What the task requires - Take each line of the data that contains the string "PlacedCluster" and copy it.

Stored records:

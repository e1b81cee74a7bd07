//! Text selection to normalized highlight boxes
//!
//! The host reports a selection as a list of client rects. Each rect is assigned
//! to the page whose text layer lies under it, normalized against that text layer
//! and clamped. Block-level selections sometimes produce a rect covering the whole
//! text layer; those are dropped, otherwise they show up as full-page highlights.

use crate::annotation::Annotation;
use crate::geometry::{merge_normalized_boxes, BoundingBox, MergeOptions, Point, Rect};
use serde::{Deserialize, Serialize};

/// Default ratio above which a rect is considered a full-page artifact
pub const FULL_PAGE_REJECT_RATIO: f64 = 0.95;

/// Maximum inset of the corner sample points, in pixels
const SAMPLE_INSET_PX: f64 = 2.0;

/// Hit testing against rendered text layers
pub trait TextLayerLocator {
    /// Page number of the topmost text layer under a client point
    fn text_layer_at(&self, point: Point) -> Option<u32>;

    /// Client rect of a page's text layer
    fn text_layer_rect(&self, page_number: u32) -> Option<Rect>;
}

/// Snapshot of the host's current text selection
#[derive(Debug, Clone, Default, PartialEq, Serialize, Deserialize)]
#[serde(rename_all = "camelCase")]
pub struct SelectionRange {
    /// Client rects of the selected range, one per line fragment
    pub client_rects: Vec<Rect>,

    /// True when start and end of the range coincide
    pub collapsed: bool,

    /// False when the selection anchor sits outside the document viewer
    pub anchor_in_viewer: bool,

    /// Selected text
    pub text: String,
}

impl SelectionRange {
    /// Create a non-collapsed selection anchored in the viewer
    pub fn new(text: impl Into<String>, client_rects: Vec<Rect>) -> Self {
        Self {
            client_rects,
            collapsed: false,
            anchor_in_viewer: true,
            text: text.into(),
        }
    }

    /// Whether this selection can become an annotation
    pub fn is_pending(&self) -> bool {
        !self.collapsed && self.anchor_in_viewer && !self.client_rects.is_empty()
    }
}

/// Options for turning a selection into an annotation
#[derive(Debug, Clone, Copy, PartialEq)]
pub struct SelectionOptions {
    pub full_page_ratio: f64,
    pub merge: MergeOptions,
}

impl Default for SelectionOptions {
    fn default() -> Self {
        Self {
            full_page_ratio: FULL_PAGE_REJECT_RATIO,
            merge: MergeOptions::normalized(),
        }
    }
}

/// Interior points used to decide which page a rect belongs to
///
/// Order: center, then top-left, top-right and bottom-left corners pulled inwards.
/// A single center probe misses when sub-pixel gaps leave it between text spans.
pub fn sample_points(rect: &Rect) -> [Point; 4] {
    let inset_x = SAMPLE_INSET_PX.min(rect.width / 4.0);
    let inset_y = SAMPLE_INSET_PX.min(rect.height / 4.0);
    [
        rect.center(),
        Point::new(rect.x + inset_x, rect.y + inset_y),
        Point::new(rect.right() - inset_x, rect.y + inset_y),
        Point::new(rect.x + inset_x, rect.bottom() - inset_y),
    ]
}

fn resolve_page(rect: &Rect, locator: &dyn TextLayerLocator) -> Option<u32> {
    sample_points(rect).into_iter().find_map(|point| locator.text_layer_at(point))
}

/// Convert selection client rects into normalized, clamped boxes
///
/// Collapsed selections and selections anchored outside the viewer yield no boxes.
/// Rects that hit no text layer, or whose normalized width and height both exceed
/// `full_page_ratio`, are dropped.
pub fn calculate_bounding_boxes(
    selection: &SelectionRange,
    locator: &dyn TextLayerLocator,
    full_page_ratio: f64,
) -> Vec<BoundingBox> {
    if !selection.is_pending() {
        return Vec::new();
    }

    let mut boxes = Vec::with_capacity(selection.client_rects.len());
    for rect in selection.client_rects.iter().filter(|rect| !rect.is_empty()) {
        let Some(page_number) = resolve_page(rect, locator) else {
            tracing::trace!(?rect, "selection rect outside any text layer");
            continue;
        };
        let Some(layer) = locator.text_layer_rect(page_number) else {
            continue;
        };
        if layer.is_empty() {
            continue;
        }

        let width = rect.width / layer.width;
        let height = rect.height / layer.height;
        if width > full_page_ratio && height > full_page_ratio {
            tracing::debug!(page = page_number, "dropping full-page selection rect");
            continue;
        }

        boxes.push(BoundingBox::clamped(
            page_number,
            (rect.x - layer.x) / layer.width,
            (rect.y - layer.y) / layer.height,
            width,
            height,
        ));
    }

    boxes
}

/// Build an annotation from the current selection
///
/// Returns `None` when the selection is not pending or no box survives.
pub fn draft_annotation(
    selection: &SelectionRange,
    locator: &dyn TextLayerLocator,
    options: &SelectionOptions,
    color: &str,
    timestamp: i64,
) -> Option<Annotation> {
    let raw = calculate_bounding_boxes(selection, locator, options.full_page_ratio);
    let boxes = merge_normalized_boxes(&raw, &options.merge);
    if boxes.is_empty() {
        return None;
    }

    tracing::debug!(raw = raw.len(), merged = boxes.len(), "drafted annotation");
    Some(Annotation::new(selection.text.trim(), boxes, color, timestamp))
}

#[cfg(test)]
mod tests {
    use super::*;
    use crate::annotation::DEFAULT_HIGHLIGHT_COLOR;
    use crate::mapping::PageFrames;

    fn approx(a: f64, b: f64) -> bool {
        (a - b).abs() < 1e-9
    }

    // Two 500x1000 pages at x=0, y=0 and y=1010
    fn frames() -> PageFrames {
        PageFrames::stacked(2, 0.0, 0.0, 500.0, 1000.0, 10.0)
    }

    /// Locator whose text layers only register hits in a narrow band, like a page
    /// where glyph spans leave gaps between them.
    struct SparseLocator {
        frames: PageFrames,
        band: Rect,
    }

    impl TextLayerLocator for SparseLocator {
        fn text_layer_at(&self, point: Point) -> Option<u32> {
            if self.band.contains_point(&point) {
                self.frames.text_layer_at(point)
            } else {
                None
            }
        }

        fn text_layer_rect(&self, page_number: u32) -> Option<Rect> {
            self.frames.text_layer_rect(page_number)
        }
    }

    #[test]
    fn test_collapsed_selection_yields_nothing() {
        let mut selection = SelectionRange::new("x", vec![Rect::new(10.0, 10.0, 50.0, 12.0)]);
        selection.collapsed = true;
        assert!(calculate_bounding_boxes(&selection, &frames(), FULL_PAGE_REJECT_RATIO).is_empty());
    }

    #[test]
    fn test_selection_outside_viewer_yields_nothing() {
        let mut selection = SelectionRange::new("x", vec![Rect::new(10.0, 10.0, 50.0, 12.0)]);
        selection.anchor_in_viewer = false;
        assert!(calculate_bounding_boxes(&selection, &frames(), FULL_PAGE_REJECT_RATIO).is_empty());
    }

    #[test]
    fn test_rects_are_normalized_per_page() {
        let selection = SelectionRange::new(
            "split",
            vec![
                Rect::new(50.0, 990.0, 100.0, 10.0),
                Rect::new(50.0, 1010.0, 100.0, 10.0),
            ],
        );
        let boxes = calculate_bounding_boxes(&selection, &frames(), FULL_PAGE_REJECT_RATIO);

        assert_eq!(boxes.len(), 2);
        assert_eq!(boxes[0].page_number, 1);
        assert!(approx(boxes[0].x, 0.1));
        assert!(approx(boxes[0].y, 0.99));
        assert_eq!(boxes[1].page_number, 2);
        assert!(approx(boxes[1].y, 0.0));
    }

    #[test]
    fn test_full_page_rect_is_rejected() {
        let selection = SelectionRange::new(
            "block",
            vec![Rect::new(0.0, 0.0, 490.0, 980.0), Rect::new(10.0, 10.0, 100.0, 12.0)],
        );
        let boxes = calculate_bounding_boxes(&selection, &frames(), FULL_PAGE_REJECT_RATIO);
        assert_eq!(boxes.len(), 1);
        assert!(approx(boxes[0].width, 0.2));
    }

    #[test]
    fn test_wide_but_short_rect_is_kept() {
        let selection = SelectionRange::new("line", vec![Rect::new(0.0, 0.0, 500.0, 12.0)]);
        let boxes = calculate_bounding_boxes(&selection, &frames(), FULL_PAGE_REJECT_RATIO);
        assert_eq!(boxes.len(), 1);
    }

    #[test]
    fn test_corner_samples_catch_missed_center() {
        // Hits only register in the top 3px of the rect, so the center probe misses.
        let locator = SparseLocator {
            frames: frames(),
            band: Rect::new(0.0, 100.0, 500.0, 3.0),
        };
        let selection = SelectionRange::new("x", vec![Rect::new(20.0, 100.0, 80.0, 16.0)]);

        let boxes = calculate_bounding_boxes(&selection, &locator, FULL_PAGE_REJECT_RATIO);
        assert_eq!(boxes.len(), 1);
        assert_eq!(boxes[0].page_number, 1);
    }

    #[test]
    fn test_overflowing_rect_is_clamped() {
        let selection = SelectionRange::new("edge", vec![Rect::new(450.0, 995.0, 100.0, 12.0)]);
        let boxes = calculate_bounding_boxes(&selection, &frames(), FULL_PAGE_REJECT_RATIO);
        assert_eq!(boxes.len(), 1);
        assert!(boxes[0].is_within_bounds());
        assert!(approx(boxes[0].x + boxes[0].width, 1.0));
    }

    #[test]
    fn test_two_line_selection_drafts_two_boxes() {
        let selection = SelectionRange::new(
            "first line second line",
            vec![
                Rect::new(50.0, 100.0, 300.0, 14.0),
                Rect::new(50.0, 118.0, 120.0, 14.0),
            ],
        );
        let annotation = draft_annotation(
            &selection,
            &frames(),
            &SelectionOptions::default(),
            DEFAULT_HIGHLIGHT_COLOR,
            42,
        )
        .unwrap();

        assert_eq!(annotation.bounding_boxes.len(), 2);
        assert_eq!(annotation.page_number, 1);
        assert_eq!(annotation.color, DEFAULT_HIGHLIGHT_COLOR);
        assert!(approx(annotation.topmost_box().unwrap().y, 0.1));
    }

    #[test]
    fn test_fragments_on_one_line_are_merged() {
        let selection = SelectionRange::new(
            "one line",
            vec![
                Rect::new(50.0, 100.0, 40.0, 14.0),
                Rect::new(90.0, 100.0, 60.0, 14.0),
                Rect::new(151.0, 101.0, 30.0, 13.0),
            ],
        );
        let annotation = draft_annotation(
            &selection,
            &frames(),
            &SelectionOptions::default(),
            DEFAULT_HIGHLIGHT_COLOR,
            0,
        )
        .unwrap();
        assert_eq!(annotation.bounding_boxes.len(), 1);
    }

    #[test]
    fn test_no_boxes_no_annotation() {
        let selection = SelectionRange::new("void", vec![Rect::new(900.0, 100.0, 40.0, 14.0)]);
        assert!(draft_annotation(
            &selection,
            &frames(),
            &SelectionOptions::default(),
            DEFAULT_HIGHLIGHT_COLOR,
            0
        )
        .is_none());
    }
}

==

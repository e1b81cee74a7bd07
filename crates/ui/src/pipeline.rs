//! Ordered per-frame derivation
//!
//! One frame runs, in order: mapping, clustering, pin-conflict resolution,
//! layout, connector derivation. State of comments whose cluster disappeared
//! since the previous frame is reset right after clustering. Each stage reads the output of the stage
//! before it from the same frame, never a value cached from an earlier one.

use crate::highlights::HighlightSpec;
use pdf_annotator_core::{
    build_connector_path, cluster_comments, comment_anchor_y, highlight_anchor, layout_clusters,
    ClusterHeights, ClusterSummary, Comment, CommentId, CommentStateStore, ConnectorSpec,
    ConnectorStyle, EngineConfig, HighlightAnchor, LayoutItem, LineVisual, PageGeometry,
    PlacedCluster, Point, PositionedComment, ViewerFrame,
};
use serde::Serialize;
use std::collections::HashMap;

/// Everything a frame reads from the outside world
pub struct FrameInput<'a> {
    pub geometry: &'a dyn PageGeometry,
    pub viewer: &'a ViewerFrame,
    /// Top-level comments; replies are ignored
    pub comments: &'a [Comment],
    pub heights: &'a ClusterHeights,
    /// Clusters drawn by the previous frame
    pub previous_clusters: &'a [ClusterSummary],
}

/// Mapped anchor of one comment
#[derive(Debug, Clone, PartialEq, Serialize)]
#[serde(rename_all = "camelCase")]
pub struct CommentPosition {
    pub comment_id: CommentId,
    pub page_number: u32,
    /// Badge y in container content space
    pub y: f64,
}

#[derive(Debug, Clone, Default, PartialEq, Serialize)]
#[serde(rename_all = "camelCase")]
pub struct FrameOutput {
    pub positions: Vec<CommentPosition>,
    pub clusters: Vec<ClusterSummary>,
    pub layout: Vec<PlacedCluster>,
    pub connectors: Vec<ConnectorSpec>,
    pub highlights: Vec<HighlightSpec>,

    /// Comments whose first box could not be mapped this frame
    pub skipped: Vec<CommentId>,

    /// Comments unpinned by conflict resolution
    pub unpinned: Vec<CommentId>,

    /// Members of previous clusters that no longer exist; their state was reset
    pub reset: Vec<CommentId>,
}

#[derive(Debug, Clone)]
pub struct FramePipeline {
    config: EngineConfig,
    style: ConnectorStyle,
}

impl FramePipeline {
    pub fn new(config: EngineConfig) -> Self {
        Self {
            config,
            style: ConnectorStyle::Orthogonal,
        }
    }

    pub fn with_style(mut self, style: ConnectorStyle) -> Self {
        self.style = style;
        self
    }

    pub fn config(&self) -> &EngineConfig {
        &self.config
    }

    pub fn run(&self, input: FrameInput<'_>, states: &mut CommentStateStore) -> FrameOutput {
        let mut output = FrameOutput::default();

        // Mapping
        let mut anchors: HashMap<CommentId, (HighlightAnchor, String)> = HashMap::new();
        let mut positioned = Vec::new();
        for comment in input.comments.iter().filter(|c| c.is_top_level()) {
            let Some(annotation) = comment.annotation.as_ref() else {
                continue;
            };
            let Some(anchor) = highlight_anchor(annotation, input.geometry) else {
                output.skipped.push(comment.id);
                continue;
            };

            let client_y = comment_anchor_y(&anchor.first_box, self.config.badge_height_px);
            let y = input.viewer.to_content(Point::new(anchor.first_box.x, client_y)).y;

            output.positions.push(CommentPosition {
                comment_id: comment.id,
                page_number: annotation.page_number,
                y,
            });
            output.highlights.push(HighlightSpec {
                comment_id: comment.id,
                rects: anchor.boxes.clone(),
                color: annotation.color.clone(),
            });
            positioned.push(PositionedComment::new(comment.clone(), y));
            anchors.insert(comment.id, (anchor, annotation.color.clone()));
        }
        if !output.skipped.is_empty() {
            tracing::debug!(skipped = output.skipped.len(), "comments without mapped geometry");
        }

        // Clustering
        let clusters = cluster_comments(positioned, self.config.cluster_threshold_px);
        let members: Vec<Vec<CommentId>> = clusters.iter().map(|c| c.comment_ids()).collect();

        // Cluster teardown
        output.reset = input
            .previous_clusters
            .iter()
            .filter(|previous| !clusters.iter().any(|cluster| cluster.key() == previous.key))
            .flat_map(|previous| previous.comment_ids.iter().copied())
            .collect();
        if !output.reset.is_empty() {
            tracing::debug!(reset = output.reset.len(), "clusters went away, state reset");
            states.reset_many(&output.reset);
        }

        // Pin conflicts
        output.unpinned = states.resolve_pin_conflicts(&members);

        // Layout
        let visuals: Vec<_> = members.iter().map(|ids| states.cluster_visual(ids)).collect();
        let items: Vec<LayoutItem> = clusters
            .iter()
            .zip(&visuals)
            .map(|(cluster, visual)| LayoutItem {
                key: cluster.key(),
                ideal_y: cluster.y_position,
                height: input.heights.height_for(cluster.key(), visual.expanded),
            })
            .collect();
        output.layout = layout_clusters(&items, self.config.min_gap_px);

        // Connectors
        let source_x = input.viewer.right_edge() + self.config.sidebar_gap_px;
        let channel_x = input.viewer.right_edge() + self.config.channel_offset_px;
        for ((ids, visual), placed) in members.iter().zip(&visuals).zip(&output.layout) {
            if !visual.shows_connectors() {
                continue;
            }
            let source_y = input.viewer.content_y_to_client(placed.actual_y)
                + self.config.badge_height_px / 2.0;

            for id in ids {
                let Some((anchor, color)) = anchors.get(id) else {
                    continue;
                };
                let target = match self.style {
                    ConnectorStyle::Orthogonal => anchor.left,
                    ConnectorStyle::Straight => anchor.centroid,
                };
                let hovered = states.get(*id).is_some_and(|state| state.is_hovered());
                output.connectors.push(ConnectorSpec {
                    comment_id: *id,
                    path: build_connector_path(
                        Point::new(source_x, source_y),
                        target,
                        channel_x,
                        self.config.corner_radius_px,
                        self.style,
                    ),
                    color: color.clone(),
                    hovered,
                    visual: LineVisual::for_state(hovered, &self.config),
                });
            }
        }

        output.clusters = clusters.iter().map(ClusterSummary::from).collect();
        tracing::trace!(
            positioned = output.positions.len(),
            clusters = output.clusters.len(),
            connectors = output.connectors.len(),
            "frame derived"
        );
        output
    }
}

---

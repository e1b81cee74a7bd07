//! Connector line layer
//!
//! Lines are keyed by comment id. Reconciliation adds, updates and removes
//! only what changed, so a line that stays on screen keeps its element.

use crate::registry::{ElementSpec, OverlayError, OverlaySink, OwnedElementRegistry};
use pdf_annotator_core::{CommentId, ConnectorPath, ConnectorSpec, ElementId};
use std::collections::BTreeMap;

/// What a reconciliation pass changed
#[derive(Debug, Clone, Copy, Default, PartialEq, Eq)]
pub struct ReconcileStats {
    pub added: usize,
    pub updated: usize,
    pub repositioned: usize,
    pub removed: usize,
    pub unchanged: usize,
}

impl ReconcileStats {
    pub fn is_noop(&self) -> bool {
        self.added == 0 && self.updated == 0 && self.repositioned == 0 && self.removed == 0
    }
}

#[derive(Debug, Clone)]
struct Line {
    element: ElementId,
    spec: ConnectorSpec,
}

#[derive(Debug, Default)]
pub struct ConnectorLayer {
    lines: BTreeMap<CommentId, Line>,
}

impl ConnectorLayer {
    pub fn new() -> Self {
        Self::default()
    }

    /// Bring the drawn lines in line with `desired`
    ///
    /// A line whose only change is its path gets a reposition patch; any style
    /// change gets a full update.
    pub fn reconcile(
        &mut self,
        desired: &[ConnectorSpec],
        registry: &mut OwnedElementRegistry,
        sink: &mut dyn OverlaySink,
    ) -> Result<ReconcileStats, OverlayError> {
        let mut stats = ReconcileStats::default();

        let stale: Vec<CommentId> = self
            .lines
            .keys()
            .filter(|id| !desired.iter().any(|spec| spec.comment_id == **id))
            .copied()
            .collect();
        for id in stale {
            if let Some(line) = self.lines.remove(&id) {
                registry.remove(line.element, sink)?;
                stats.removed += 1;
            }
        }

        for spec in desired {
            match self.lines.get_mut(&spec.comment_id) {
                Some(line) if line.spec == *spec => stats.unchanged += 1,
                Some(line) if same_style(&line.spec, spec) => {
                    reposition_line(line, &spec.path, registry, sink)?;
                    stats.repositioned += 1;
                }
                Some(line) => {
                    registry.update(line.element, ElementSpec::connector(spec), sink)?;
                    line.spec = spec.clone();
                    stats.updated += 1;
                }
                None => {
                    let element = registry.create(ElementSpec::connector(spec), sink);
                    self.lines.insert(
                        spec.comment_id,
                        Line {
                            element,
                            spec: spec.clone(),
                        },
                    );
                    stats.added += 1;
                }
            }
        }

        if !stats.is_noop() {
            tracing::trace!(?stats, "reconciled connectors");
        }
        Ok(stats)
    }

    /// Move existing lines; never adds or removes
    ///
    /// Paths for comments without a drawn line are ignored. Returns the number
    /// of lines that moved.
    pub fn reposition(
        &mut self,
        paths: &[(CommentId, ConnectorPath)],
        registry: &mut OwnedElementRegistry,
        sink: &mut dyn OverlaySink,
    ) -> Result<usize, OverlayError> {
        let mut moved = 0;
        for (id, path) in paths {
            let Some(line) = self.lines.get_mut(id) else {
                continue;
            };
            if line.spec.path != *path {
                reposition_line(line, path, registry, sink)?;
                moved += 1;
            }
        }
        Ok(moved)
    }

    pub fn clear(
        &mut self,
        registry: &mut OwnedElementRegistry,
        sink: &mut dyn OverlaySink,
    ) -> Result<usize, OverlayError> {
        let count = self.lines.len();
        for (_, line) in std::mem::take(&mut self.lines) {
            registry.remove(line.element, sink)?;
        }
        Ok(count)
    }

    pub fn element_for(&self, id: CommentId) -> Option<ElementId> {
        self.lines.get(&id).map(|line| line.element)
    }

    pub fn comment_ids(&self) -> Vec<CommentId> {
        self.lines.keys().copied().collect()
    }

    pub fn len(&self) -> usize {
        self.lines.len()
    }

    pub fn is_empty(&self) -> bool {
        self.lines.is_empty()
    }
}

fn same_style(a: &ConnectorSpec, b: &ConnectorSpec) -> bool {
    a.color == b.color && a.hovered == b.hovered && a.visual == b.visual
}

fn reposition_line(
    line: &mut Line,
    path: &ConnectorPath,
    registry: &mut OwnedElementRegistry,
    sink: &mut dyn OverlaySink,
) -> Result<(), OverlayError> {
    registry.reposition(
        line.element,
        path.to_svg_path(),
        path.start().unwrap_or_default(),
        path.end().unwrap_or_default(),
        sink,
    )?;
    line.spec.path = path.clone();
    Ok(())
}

Written answer -
    PlacedCluster, Point, PositionedComment, ViewerFrame,
    pub layout: Vec<PlacedCluster>,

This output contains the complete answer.